Prove that $m_a\geq \dfrac{b^2+c^2}{4R}$

Question

Let triangle ABC, $m_a$ the lenght of the median from A, $b,c$ the lenghts of the segments AC and AB respectively and R the circumradius. Prove that: $m_a\geq \dfrac{b^2+c^2}{4R}$.

I found this in a book and the hint was to denote M the midpoint of BC and $A_2$ the second intersection of the median and the circumcircle of the triangle. Then by power of a point we have that $AM \cdot MA_2=a^2/4$. Also $AM+MA_2 \leq 2R$. And then they said this to imply the conclusion.

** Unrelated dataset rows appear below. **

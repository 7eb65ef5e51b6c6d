//! Error types for single-manager operations.
//!
//! Aggregate operations (discovery, list-all) never return these; they fold
//! per-manager failures into their results instead. Explicit single-manager
//! calls surface them so the caller gets a definite success or failure.

use crate::ManagerId;
use std::path::PathBuf;
use std::time::Duration;
use thiserror::Error;

/// Errors reported by [`PackageDiscovery`](crate::PackageDiscovery) for
/// single-manager operations.
///
/// Every variant has an actionable [`fix_suggestion`](Self::fix_suggestion).
///
/// ```rust
/// use pkgmgr_discovery::{DiscoveryError, ManagerId};
///
/// let error = DiscoveryError::NotInstalled { manager: ManagerId::Conda };
/// assert_eq!(error.to_string(), "Conda is not installed");
/// assert!(!error.fix_suggestion().is_empty());
/// ```
#[derive(Debug, Clone, PartialEq, Eq, Error)]
#[non_exhaustive]
pub enum DiscoveryError {
    /// The manager id is not known, or has no registered handler.
    #[error("Unknown package manager: {name}")]
    UnknownManager { name: String },

    /// The manager is disabled by the user configuration.
    #[error("{manager} is disabled in the configuration")]
    Disabled { manager: ManagerId },

    /// No search tier found the manager.
    #[error("{} is not installed", manager.display_name())]
    NotInstalled { manager: ManagerId },

    /// The manager's executable was found but could not be run.
    #[error("Permission denied running {}", path.display())]
    PermissionDenied { manager: ManagerId, path: PathBuf },

    /// A manager command did not finish in time.
    #[error("{manager} command timed out after {duration:?}")]
    Timeout { manager: ManagerId, duration: Duration },

    /// A manager command exited unsuccessfully.
    #[error("{manager} command failed with exit code {exit_code:?}: {stderr}")]
    CommandFailed {
        manager: ManagerId,
        exit_code: Option<i32>,
        stderr: String,
    },

    /// The manager does not support the requested operation.
    #[error("{operation} is not supported for {manager}")]
    Unsupported {
        manager: ManagerId,
        operation: &'static str,
    },

    /// The package name cannot be passed to a manager command.
    #[error("Invalid package name: {name:?}")]
    InvalidPackageName { name: String },

    /// Spawning a command or reading a directory failed.
    #[error("I/O error for {manager}: {message}")]
    Io { manager: ManagerId, message: String },

    /// The operation's task crashed.
    #[error("{manager} operation failed: {message}")]
    ProbeFailed { manager: ManagerId, message: String },
}

impl DiscoveryError {
    /// The manager this error is about, when there is one.
    pub fn manager(&self) -> Option<ManagerId> {
        match self {
            Self::UnknownManager { .. } | Self::InvalidPackageName { .. } => None,
            Self::Disabled { manager }
            | Self::NotInstalled { manager }
            | Self::PermissionDenied { manager, .. }
            | Self::Timeout { manager, .. }
            | Self::CommandFailed { manager, .. }
            | Self::Unsupported { manager, .. }
            | Self::Io { manager, .. }
            | Self::ProbeFailed { manager, .. } => Some(*manager),
        }
    }

    /// Actionable suggestion for resolving the error.
    pub fn fix_suggestion(&self) -> String {
        match self {
            Self::UnknownManager { .. } => {
                "Use one of: homebrew, conda, pipx, poetry, pyenv, npm, pip, composer, cargo, gem"
                    .to_string()
            }
            Self::Disabled { manager } => format!(
                "Remove \"{}\" from the \"disabled\" list in the configuration file",
                manager.as_str()
            ),
            Self::NotInstalled { manager } => format!(
                "Install {} or add its location to \"customPaths\"",
                manager.display_name()
            ),
            Self::PermissionDenied { path, .. } => {
                format!("Check the execute permission of {}", path.display())
            }
            Self::Timeout { .. } => "Increase \"timeout\" in the configuration file".to_string(),
            Self::CommandFailed { .. } => "See the command's error output for details".to_string(),
            Self::Unsupported { manager, .. } => format!(
                "Use {} directly for this operation",
                manager.display_name()
            ),
            Self::InvalidPackageName { .. } => {
                "Pass a non-empty package name that does not start with '-'".to_string()
            }
            Self::Io { .. } => "Check that the manager's files are readable".to_string(),
            Self::ProbeFailed { .. } => "Retry the operation".to_string(),
        }
    }
}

Please help me understand. Thank you in advance.

Answer 1

As your hint says, from the power of $M$ to $(O)$ we get

$$AM \cdot MA_2 = BM \cdot MC = \frac{1}{4}a^2$$

$$\Longrightarrow AA_2 = AM + MA_2 = \frac {AM^2 + \frac {1}{4}a^2}{AM} = \frac {\frac {1}{2}(b^2 + c^2) - \frac {1}{4}a^2 + \frac {1}{4}a^2}{m_a} = \frac {b^2 + c^2}{2m_a}$$

Since a diameter is greater or equal than the chord $ AA_2,$ we have

$$2R \ge \frac {b^2 + c^2}{2m_a}$$

and the conclusion follows.

Answer 2

In the standard notation we need to prove that $$\frac{1}{2}\sqrt{2b^2+2c^2-a^2}\geq\frac{b^2+c^2}{\frac{abc}{S}}$$ or $$2abc\sqrt{2b^2+2c^2-a^2}\geq(b^2+c^2)\sqrt{\sum_{cyc}(2a^2b^2-a^4)}$$ or $$(b^2-c^2)^2(b^2+c^2-a^2)^2\geq0.$$